Wherever "derive" appears in a line of the listing, that line should be returned.
#### The input ####
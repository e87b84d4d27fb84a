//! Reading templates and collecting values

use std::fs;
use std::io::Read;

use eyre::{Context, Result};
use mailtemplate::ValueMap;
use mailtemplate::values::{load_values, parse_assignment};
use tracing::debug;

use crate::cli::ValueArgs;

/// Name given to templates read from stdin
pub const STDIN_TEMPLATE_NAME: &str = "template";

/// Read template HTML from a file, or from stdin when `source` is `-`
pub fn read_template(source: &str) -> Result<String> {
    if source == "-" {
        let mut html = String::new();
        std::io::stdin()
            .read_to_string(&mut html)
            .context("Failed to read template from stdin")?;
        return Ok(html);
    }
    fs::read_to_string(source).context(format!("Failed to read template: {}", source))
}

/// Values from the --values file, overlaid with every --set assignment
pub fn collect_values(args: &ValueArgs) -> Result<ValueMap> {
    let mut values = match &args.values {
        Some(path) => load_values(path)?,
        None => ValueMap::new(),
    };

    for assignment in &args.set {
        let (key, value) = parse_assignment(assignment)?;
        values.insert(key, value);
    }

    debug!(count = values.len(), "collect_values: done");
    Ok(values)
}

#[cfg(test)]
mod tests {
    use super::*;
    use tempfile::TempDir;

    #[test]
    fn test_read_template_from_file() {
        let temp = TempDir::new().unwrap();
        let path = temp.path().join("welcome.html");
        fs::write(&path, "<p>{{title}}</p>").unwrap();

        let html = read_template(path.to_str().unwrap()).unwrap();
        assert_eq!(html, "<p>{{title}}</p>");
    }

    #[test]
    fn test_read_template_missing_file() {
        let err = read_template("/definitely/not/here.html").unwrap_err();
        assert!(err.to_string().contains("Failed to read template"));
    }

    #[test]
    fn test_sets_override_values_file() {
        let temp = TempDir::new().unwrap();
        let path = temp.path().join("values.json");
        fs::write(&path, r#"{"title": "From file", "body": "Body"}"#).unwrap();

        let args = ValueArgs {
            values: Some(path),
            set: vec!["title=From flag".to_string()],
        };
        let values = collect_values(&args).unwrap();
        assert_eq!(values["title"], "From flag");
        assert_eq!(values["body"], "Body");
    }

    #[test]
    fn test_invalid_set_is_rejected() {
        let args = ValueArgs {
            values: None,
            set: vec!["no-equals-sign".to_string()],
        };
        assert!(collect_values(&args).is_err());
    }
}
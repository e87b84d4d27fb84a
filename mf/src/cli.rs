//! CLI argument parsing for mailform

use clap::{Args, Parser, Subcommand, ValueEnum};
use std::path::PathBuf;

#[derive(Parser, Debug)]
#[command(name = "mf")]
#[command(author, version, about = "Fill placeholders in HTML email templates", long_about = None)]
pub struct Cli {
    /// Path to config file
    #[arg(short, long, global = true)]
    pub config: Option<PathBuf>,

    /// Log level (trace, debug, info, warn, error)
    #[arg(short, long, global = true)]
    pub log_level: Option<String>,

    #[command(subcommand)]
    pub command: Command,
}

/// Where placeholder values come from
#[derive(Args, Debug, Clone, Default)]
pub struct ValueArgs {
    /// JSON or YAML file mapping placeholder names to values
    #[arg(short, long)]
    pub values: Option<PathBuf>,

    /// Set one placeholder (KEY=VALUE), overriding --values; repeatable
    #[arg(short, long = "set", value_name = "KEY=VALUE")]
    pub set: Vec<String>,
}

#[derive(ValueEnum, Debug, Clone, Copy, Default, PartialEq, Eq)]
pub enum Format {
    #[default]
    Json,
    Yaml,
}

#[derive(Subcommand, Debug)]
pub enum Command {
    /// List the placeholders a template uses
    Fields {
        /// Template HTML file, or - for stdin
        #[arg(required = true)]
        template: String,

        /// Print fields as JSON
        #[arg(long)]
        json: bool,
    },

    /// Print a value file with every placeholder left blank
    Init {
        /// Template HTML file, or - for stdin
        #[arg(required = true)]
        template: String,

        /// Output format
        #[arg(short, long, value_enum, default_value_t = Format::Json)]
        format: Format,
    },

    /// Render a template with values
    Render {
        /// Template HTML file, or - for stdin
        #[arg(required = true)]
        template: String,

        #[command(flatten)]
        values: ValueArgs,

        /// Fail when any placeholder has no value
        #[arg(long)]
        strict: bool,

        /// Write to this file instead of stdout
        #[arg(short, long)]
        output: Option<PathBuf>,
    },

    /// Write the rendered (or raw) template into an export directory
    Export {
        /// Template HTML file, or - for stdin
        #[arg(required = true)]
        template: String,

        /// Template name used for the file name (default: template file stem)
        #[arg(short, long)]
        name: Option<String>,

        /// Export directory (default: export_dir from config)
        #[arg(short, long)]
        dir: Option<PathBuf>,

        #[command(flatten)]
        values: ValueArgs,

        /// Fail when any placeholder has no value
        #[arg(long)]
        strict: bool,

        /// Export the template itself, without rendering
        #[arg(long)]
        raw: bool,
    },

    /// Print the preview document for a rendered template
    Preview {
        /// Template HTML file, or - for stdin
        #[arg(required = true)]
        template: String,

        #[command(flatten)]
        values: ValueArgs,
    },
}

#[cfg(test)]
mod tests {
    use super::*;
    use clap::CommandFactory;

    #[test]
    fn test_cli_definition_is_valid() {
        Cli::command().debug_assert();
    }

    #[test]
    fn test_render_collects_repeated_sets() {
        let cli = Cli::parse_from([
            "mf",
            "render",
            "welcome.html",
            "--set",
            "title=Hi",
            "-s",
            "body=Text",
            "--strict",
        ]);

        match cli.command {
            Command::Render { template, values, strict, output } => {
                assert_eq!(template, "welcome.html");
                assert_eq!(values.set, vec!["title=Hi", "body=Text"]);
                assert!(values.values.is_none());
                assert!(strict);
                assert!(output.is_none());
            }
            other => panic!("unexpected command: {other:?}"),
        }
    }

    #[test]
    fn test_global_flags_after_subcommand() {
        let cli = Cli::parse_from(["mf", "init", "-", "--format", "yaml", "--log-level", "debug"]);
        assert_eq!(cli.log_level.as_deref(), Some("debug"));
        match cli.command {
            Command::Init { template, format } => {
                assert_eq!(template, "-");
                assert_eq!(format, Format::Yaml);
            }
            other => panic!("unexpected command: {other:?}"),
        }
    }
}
####
Task solution.
#[derive(Parser, Debug)]
#[derive(Args, Debug, Clone, Default)]
#[derive(ValueEnum, Debug, Clone, Copy, Default, PartialEq, Eq)]
#[derive(Subcommand, Debug)]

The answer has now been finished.